(Beginning of SOURCE DATA)

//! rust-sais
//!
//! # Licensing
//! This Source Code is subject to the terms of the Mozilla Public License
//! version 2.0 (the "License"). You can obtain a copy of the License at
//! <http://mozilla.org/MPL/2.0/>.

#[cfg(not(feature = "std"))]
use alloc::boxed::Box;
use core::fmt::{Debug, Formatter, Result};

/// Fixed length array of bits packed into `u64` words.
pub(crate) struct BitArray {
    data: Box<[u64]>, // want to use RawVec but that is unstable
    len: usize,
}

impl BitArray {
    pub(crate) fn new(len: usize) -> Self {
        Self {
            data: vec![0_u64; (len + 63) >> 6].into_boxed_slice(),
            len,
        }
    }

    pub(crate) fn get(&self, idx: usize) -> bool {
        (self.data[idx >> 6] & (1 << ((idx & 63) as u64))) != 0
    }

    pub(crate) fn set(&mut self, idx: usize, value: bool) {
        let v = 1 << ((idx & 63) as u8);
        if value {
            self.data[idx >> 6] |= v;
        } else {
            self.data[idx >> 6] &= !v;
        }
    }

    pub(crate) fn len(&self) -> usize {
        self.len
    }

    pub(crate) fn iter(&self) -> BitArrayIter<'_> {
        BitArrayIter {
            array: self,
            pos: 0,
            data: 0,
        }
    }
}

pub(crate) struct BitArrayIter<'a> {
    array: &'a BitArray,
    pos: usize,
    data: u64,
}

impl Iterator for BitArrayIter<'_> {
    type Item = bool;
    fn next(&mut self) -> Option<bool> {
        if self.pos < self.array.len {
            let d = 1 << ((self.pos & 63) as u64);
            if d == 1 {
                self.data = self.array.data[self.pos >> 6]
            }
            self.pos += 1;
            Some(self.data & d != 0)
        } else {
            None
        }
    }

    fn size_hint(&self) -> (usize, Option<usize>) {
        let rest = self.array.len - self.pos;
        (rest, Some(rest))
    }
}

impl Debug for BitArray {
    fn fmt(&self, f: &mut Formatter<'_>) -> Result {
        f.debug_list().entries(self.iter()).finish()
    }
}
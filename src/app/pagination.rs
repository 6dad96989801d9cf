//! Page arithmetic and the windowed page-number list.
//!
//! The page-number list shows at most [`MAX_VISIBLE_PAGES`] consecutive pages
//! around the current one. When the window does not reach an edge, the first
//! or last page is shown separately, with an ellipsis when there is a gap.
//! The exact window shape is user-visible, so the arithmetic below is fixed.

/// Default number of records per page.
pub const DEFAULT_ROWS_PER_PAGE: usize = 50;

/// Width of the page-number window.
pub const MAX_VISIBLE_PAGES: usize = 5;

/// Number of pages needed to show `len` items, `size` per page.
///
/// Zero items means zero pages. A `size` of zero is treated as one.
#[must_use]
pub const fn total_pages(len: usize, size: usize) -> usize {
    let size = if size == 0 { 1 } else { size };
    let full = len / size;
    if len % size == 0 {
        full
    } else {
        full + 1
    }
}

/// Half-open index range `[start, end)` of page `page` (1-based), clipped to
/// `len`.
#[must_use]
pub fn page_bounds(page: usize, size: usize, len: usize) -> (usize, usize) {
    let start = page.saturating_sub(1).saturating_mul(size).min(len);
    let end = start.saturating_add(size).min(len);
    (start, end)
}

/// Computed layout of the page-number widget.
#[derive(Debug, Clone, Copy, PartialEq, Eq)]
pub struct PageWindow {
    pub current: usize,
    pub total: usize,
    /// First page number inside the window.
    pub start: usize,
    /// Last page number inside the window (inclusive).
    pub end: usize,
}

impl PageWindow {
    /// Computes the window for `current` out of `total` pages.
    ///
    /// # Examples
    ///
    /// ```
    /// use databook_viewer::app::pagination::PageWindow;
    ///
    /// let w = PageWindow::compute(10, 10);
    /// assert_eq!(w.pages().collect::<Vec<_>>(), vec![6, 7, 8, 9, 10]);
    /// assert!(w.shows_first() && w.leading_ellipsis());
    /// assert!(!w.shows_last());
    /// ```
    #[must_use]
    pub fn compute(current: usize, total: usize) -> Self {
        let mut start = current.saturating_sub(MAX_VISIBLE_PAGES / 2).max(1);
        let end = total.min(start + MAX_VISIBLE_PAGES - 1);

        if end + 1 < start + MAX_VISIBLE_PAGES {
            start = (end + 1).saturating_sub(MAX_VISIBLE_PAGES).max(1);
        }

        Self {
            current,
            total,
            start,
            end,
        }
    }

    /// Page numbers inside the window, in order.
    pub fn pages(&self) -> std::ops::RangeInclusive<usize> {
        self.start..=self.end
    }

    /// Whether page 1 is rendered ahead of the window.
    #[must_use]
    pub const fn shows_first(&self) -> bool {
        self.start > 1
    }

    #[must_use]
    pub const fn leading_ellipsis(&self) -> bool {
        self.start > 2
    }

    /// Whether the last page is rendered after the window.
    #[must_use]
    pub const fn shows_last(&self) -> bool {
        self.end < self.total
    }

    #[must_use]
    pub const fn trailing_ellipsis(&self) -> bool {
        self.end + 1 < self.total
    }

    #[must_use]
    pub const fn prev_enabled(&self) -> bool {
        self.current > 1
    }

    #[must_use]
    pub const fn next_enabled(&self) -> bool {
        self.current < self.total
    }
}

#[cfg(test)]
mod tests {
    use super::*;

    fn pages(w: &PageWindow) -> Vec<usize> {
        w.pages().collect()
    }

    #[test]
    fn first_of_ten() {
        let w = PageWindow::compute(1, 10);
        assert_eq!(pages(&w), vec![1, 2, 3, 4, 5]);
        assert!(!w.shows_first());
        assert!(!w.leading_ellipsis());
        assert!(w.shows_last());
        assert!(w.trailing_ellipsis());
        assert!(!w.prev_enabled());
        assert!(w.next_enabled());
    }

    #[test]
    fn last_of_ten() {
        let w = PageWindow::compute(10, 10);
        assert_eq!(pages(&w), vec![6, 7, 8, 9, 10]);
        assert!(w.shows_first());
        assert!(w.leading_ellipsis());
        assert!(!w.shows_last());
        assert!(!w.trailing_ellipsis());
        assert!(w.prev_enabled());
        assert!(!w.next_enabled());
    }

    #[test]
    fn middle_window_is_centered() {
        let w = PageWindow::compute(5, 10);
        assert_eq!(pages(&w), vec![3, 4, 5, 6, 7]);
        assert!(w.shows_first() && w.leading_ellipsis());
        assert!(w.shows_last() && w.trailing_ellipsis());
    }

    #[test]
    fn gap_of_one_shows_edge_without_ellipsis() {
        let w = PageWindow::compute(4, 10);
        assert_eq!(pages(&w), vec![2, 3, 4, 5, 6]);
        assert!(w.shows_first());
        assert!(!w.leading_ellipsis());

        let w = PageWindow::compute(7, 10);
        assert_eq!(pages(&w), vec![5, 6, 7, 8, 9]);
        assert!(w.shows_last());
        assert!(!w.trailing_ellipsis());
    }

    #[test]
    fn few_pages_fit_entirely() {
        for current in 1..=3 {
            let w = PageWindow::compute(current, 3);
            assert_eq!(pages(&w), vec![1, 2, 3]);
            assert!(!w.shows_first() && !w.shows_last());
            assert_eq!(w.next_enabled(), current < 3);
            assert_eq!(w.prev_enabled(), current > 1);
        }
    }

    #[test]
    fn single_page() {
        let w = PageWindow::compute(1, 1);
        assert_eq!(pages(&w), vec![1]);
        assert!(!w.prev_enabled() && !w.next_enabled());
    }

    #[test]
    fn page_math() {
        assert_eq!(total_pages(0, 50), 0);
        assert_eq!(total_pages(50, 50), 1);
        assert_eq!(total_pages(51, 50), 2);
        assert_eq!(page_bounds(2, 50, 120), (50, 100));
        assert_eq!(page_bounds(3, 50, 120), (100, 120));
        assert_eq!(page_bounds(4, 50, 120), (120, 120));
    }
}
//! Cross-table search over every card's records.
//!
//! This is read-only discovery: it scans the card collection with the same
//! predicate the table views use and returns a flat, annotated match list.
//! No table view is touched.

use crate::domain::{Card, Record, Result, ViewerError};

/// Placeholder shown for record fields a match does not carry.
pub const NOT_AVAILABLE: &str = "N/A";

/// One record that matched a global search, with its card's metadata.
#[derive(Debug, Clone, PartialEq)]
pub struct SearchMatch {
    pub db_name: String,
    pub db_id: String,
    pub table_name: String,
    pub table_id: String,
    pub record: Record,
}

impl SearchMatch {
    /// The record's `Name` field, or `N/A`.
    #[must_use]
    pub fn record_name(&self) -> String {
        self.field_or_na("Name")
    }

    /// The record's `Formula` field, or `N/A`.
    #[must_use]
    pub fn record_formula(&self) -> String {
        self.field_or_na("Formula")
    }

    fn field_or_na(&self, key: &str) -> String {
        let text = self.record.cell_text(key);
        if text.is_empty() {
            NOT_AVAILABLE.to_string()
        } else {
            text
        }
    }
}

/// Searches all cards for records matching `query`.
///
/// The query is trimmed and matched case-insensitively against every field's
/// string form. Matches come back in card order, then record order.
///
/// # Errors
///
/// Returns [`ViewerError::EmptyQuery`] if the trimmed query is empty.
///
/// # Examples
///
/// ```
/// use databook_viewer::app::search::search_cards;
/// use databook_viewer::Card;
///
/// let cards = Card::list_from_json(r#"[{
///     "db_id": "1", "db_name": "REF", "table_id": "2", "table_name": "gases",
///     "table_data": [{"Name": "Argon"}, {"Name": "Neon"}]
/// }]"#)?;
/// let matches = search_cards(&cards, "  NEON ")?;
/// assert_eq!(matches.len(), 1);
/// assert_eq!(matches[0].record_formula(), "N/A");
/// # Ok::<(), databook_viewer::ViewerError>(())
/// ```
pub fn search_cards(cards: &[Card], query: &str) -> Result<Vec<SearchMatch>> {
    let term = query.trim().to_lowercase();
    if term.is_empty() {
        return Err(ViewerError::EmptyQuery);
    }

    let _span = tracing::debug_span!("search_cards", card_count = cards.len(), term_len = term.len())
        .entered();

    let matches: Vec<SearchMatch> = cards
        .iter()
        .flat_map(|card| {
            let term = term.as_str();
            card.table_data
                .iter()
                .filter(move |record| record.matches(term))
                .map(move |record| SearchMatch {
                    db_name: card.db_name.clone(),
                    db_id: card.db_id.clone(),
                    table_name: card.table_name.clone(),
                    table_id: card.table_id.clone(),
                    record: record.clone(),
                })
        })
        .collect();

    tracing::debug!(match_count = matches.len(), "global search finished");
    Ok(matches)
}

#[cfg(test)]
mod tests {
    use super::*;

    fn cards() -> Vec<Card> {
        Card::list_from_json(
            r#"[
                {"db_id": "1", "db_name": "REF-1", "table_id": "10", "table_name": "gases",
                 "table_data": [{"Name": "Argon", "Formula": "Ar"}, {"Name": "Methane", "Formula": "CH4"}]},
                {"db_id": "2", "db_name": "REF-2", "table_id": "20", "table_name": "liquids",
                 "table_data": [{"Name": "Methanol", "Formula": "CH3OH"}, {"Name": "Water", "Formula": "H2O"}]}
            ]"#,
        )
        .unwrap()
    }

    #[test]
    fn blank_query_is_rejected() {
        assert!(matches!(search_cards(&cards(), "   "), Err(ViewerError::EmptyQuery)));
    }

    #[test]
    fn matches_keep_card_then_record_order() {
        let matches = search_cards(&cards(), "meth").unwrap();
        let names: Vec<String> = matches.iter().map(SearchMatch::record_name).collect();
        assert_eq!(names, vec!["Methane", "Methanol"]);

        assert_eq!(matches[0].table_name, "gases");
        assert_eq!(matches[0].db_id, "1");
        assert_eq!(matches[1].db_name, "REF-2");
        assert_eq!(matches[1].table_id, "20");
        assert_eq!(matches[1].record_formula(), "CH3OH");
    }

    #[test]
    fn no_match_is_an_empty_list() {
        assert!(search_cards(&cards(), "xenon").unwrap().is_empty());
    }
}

(End of SOURCE DATA)

## TASK DETAILS
Quote, with nothing altered, all lines from the start of the entries to the line that carries "use alloc::boxed::Box;", inclusive.

## ANSWER TO THIS PROBLEM
//! rust-sais
//!
//! # Licensing
//! This Source Code is subject to the terms of the Mozilla Public License
//! version 2.0 (the "License"). You can obtain a copy of the License at
//! <http://mozilla.org/MPL/2.0/>.

#[cfg(not(feature = "std"))]
use alloc::boxed::Box;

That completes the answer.